I select an image and suggest a theme/title and invite you to respond with your own poem. Scroll down and add it in the comments section below. Feel free to take your poem in any direction and then post the image and invitation on your blog (if you have one) and encourage others to come join the party! (permission is granted to reprint the image if a link is provided back to this post)
On Sunday, August 14th, I will draw a name at random from the participants and the winner will receive a copy of one of my two newest books The Artist's Rule: Nurturing Your Creative Soul with Monastic Wisdom or Lectio Divina–The Sacred Arts: Transforming Words and Images into Heart-Centered Prayer.
For several years now I have been drawn to the possibility of living abroad again. During college I studied in Paris for a semester and while growing up, my father worked at the United Nations and we often traveled back to Vienna for summers where my grandparents lived. My father died fifteen years ago and in recent years I have made several journeys to Austria and Latvia, both countries where he grew up, as a part of a journey of healing our relationship and coming to a deeper understanding of his story, and therefore my own.
Last Christmas I traveled once more to Vienna and ended up in the hospital with a life-threatening condition and as terrifying as it all was, in these months since I can't help but feel like it was also an experience of initiation toward something deeper in my life which I haven't yet even been able to name.
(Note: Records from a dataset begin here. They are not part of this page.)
//! Short/long press discrimination.

use schoolbag_core::constants::LONG_PRESS_SAMPLES;

#[derive(Debug, Clone, Copy, PartialEq, Eq)]
pub struct ButtonConfig {
    /// Consecutive pressed samples that make a long press.
    pub long_press_samples: u32,

    /// Whether a pressed button reads high.
    pub active_high: bool,
}

impl Default for ButtonConfig {
    fn default() -> Self {
        Self {
            long_press_samples: LONG_PRESS_SAMPLES,
            active_high: true,
        }
    }
}

impl ButtonConfig {
    pub fn with_long_press_samples(mut self, samples: u32) -> Self {
        self.long_press_samples = samples.max(1);
        self
    }

    pub fn with_active_high(mut self, active_high: bool) -> Self {
        self.active_high = active_high;
        self
    }
}

#[derive(Debug, Clone, Copy, PartialEq, Eq)]
pub enum ButtonEvent {
    /// Released before the long-press threshold.
    ShortPress,

    /// Held for the long-press threshold; reported while still held.
    LongPress,
}

/// Counts consecutive pressed samples.
///
/// A long press fires once, on the sample that reaches the threshold. A
/// short press fires on release, only if no long press fired.
#[derive(Debug, Clone)]
pub struct ButtonClassifier {
    config: ButtonConfig,
    pressed_samples: u32,
    long_fired: bool,
}

impl ButtonClassifier {
    pub fn new(config: ButtonConfig) -> Self {
        Self {
            config,
            pressed_samples: 0,
            long_fired: false,
        }
    }

    /// Feed one pin sample.
    pub fn on_sample(&mut self, level: bool) -> Option<ButtonEvent> {
        if level == self.config.active_high {
            self.pressed_samples = self.pressed_samples.saturating_add(1);
            if !self.long_fired && self.pressed_samples >= self.config.long_press_samples {
                self.long_fired = true;
                return Some(ButtonEvent::LongPress);
            }
            return None;
        }

        let event = (self.pressed_samples > 0 && !self.long_fired).then_some(ButtonEvent::ShortPress);
        self.pressed_samples = 0;
        self.long_fired = false;
        event
    }

    pub fn is_pressed(&self) -> bool {
        self.pressed_samples > 0
    }
}
//! Mock LED strip.
//!
//! Pixel writes land in a private frame buffer; [`show`](LedStrip::show)
//! copies it to the shared "shown" buffer visible through the handle, the
//! way a real strip only changes on latch.

use crate::{HardwareError, Result, traits::LedStrip, types::Rgb};
use std::sync::{Arc, Mutex, MutexGuard, PoisonError};

#[derive(Debug)]
struct Shown {
    pixels: Vec<Rgb>,
    show_count: u64,
    disconnected: bool,
}

fn lock(shown: &Mutex<Shown>) -> MutexGuard<'_, Shown> {
    shown.lock().unwrap_or_else(PoisonError::into_inner)
}

/// Mock addressable LED strip.
#[derive(Debug)]
pub struct MockLedStrip {
    frame: Vec<Rgb>,
    shown: Arc<Mutex<Shown>>,
    name: String,
}

impl MockLedStrip {
    /// Create a dark strip of `pixel_count` pixels.
    pub fn new(pixel_count: usize) -> (Self, MockLedStripHandle) {
        let shown = Arc::new(Mutex::new(Shown {
            pixels: vec![Rgb::BLACK; pixel_count],
            show_count: 0,
            disconnected: false,
        }));

        let strip = Self {
            frame: vec![Rgb::BLACK; pixel_count],
            shown: Arc::clone(&shown),
            name: "Mock LED Strip".to_string(),
        };

        (strip, MockLedStripHandle { shown })
    }
}

impl LedStrip for MockLedStrip {
    fn pixel_count(&self) -> usize {
        self.frame.len()
    }

    fn set_pixel(&mut self, index: usize, color: Rgb) -> Result<()> {
        let count = self.frame.len();
        let pixel = self
            .frame
            .get_mut(index)
            .ok_or_else(|| HardwareError::pixel_out_of_range(index, count))?;
        *pixel = color;
        Ok(())
    }

    fn pixel(&self, index: usize) -> Result<Rgb> {
        self.frame
            .get(index)
            .copied()
            .ok_or_else(|| HardwareError::pixel_out_of_range(index, self.frame.len()))
    }

    async fn show(&mut self) -> Result<()> {
        let mut shown = lock(&self.shown);
        if shown.disconnected {
            return Err(HardwareError::disconnected(self.name.clone()));
        }
        shown.pixels.clone_from(&self.frame);
        shown.show_count += 1;
        Ok(())
    }
}

/// Observer for a [`MockLedStrip`].
#[derive(Debug, Clone)]
pub struct MockLedStripHandle {
    shown: Arc<Mutex<Shown>>,
}

impl MockLedStripHandle {
    /// Pixels as of the last `show`.
    pub fn pixels(&self) -> Vec<Rgb> {
        lock(&self.shown).pixels.clone()
    }

    /// One pixel as of the last `show`.
    pub fn pixel(&self, index: usize) -> Option<Rgb> {
        lock(&self.shown).pixels.get(index).copied()
    }

    /// Number of completed `show` calls.
    pub fn show_count(&self) -> u64 {
        lock(&self.shown).show_count
    }

    /// Whether every shown pixel is off.
    pub fn is_blank(&self) -> bool {
        lock(&self.shown).pixels.iter().all(Rgb::is_black)
    }

    /// Make further `show` calls fail.
    pub fn disconnect(&self) {
        lock(&self.shown).disconnected = true;
    }
}

#[cfg(test)]
mod tests {
    use super::*;

    #[tokio::test]
    async fn test_writes_invisible_until_show() {
        let (mut strip, handle) = MockLedStrip::new(4);

        strip.set_pixel(2, Rgb::RED).unwrap();
        assert_eq!(strip.pixel(2).unwrap(), Rgb::RED);
        assert!(handle.is_blank());

        strip.show().await.unwrap();
        assert_eq!(handle.pixel(2), Some(Rgb::RED));
        assert_eq!(handle.show_count(), 1);
        assert!(!handle.is_blank());
    }

    #[test]
    fn test_out_of_range() {
        let (mut strip, _handle) = MockLedStrip::new(3);

        assert_eq!(strip.pixel_count(), 3);
        assert!(matches!(
            strip.set_pixel(3, Rgb::WHITE),
            Err(HardwareError::PixelOutOfRange { index: 3, count: 3 })
        ));
        assert!(strip.pixel(7).is_err());
    }

    #[tokio::test]
    async fn test_disconnect() {
        let (mut strip, handle) = MockLedStrip::new(1);
        handle.disconnect();

        assert!(strip.show().await.unwrap_err().is_fatal());
    }
}
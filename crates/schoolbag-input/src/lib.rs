//! Push button and strap sensors.
//!
//! Both inputs are sampled at a fixed rate and reduced to discrete events
//! for the lighting task: the button to short and long presses, the two
//! strap sensors to put-on and put-down transitions.

pub mod button;
pub mod presence;
pub mod task;

pub use button::{ButtonClassifier, ButtonConfig, ButtonEvent};
pub use presence::{PresenceConfig, PresenceDetector, PresenceEvent};
pub use task::{run_button, run_presence};
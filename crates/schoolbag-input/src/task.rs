//! Polling tasks for the button and the strap sensors.

use crate::button::{ButtonClassifier, ButtonConfig, ButtonEvent};
use crate::presence::{PresenceConfig, PresenceDetector, PresenceEvent};
use schoolbag_hardware::{AnalogInput, AnyAnalogInput, AnyDigitalInput, DigitalInput, HardwareError};
use schoolbag_lighting::LightingHandle;
use std::time::Duration;
use tokio::time::{self, Interval, MissedTickBehavior};
use tokio_util::sync::CancellationToken;
use tracing::{debug, error, info, warn};

/// Sample the button and send presses to the lighting task: a short press
/// toggles the lighting, a long press selects the next animation.
///
/// # Errors
///
/// Returns the fatal hardware error that stopped the pin.
pub async fn run_button(
    mut pin: AnyDigitalInput,
    config: ButtonConfig,
    interval: Duration,
    lighting: LightingHandle,
    cancel: CancellationToken,
) -> Result<(), HardwareError> {
    let mut classifier = ButtonClassifier::new(config);
    let mut ticker = ticker(interval);
    info!("Button task started");

    loop {
        tokio::select! {
            biased;
            _ = cancel.cancelled() => break,
            _ = ticker.tick() => {}
        }

        let level = match pin.read_pin().await {
            Ok(level) => level,
            Err(e) if e.is_fatal() => {
                error!("Button input failed: {}", e);
                return Err(e);
            }
            Err(e) => {
                warn!("Skipping button sample: {}", e);
                continue;
            }
        };

        let delivered = match classifier.on_sample(level) {
            Some(ButtonEvent::ShortPress) => {
                debug!("Short press");
                lighting.toggle_lighting().await
            }
            Some(ButtonEvent::LongPress) => {
                debug!("Long press");
                lighting.next_animation().await
            }
            None => true,
        };
        if !delivered {
            debug!("Lighting task gone, stopping button task");
            break;
        }
    }

    info!("Button task stopped");
    Ok(())
}

/// Sample both strap sensors and report put-on/put-down transitions to the
/// lighting task.
///
/// # Errors
///
/// Returns the fatal hardware error that stopped the sensor board.
pub async fn run_presence(
    mut sensors: AnyAnalogInput,
    config: PresenceConfig,
    interval: Duration,
    lighting: LightingHandle,
    cancel: CancellationToken,
) -> Result<(), HardwareError> {
    let mut detector = PresenceDetector::new(config);
    let mut ticker = ticker(interval);
    let (left_channel, right_channel) = config.channels;
    info!(
        "Presence task started on channels {} and {}",
        left_channel, right_channel
    );

    loop {
        tokio::select! {
            biased;
            _ = cancel.cancelled() => break,
            _ = ticker.tick() => {}
        }

        let reading = async {
            let left = sensors.read_channel(left_channel).await?;
            let right = sensors.read_channel(right_channel).await?;
            Ok::<_, HardwareError>((left, right))
        }
        .await;

        let (left, right) = match reading {
            Ok(reading) => reading,
            Err(e) if e.is_fatal() => {
                error!("Presence sensors failed: {}", e);
                return Err(e);
            }
            Err(e) => {
                warn!("Skipping presence sample: {}", e);
                continue;
            }
        };

        let delivered = match detector.on_sample(left, right) {
            Some(PresenceEvent::PutOn) => {
                info!("Bag put on ({}, {})", left, right);
                lighting.put_on().await
            }
            Some(PresenceEvent::PutDown) => {
                info!("Bag put down ({}, {})", left, right);
                lighting.put_down().await
            }
            None => true,
        };
        if !delivered {
            debug!("Lighting task gone, stopping presence task");
            break;
        }
    }

    info!("Presence task stopped");
    Ok(())
}

fn ticker(interval: Duration) -> Interval {
    let mut ticker = time::interval(interval);
    ticker.set_missed_tick_behavior(MissedTickBehavior::Delay);
    ticker
}
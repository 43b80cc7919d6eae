//! LED strip animations.
//!
//! [`AnimationEngine`] holds the lighting mode, the selected animation and
//! the phase counters, and renders frames into a [`PixelBuffer`]. The
//! lighting task ([`task::run_lighting`]) owns the engine and the strip;
//! everything else steers it through a [`LightingHandle`].
//!
//! # Example
//!
//! ```
//! use schoolbag_core::{AnimationType, LightingMode};
//! use schoolbag_lighting::{AnimationEngine, EngineConfig};
//!
//! let mut engine = AnimationEngine::new(EngineConfig::default().with_pixel_count(8));
//! engine.set_mode(LightingMode::Automatic);
//! engine.set_animation(AnimationType::Rainbow);
//!
//! engine.put_on();
//! assert!(engine.tick());
//! assert!(!engine.buffer().is_blank());
//!
//! engine.put_down();
//! assert!(engine.buffer().is_blank());
//! ```

pub mod buffer;
pub mod command;
pub mod engine;
pub mod task;
pub mod wheel;

pub use buffer::PixelBuffer;
pub use command::{LightingCommand, LightingHandle};
pub use engine::{AnimationEngine, EngineConfig};
pub use task::run_lighting;
pub use wheel::wheel;
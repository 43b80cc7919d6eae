//! Frame buffer for the strip.

use schoolbag_hardware::{HardwareError, LedStrip, Rgb};

/// Ordered pixel colors, written to a strip as one batch.
#[derive(Debug, Clone, PartialEq, Eq)]
pub struct PixelBuffer {
    pixels: Vec<Rgb>,
}

impl PixelBuffer {
    /// A dark buffer of `len` pixels.
    pub fn new(len: usize) -> Self {
        Self {
            pixels: vec![Rgb::BLACK; len],
        }
    }

    pub fn len(&self) -> usize {
        self.pixels.len()
    }

    pub fn is_empty(&self) -> bool {
        self.pixels.is_empty()
    }

    pub fn get(&self, index: usize) -> Option<Rgb> {
        self.pixels.get(index).copied()
    }

    /// Set one pixel; out-of-range indices are ignored.
    pub fn set(&mut self, index: usize, color: Rgb) {
        if let Some(pixel) = self.pixels.get_mut(index) {
            *pixel = color;
        }
    }

    pub fn fill(&mut self, color: Rgb) {
        self.pixels.fill(color);
    }

    /// Whether every pixel has `color`.
    pub fn is_uniform(&self, color: Rgb) -> bool {
        self.pixels.iter().all(|pixel| *pixel == color)
    }

    pub fn is_blank(&self) -> bool {
        self.is_uniform(Rgb::BLACK)
    }

    pub fn as_slice(&self) -> &[Rgb] {
        &self.pixels
    }

    /// Copy the buffer into the strip's frame buffer. The strip still needs
    /// a `show` to display it.
    ///
    /// # Errors
    /// Returns the first pixel write error.
    pub fn write_to<S: LedStrip>(&self, strip: &mut S) -> Result<(), HardwareError> {
        for (index, color) in self.pixels.iter().enumerate() {
            strip.set_pixel(index, *color)?;
        }
        Ok(())
    }
}

#[cfg(test)]
mod tests {
    use super::*;
    use schoolbag_hardware::mock::MockLedStrip;

    #[test]
    fn test_new_buffer_is_blank() {
        let buffer = PixelBuffer::new(4);
        assert_eq!(buffer.len(), 4);
        assert!(buffer.is_blank());
    }

    #[test]
    fn test_set_ignores_out_of_range() {
        let mut buffer = PixelBuffer::new(2);
        buffer.set(1, Rgb::RED);
        buffer.set(2, Rgb::RED);

        assert_eq!(buffer.as_slice(), &[Rgb::BLACK, Rgb::RED]);
        assert_eq!(buffer.get(2), None);
    }

    #[test]
    fn test_uniform() {
        let mut buffer = PixelBuffer::new(3);
        buffer.fill(Rgb::gray(50));
        assert!(buffer.is_uniform(Rgb::gray(50)));

        buffer.set(0, Rgb::WHITE);
        assert!(!buffer.is_uniform(Rgb::gray(50)));
    }

    #[test]
    fn test_write_to_strip() {
        let (mut strip, _handle) = MockLedStrip::new(3);
        let mut buffer = PixelBuffer::new(3);
        buffer.set(2, Rgb::WHITE);

        buffer.write_to(&mut strip).unwrap();
        assert_eq!(strip.pixel(2).unwrap(), Rgb::WHITE);
    }

    #[test]
    fn test_write_to_shorter_strip_fails() {
        let (mut strip, _handle) = MockLedStrip::new(2);
        let buffer = PixelBuffer::new(3);

        assert!(matches!(
            buffer.write_to(&mut strip),
            Err(HardwareError::PixelOutOfRange { index: 2, count: 2 })
        ));
    }
}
Now I am in the process of applying to regain the dual citizenship I once held with Austria as a child, another step on the journey. It feels important to claim that identity for myself in this way. It also opens up the possibility of living in Vienna in the future and makes work permits and health insurance so much simpler. So I continue to follow the call of this great journey and my husband and I are taking steps toward the possibility of a sabbatical abroad beginning next summer. Embracing this next part of the journey fills me with joy and anticipation, but also a healthy dose of fear and trembling. As Phil Cousineau wisely writes in The Art of Pilgrimage, "Ancient wisdom suggests if you aren't trembling as you approach the sacred, it isn't the real thing. The sacred, in its various guises as holy ground, art, or knowledge, evokes emotion and commotion."
The photo for our Poetry Party is of a cairn I created from lava rocks while hiking across a caldera at Kilauea on the Big Island of Hawaii earlier this summer, one of the world's most active volcanoes. Cairns are human-created piles of rocks left to mark trails and landmarks; they help to point the way. All great journeys require risk and sacrifice so the cairns of our lives help to remind us that we are moving in the right direction despite our doubts and fears. They may come in the form of synchronicities, or a sense of equanimity and joy, or an intuition that we are following a golden thread which leads us forward.
I invite you to write a poem about your own great journeys whether ones you have already taken or the ones you dream about. What are the markers along the way that remind you it is all worth it? What are the risks you must take to follow the loud beating of your heart?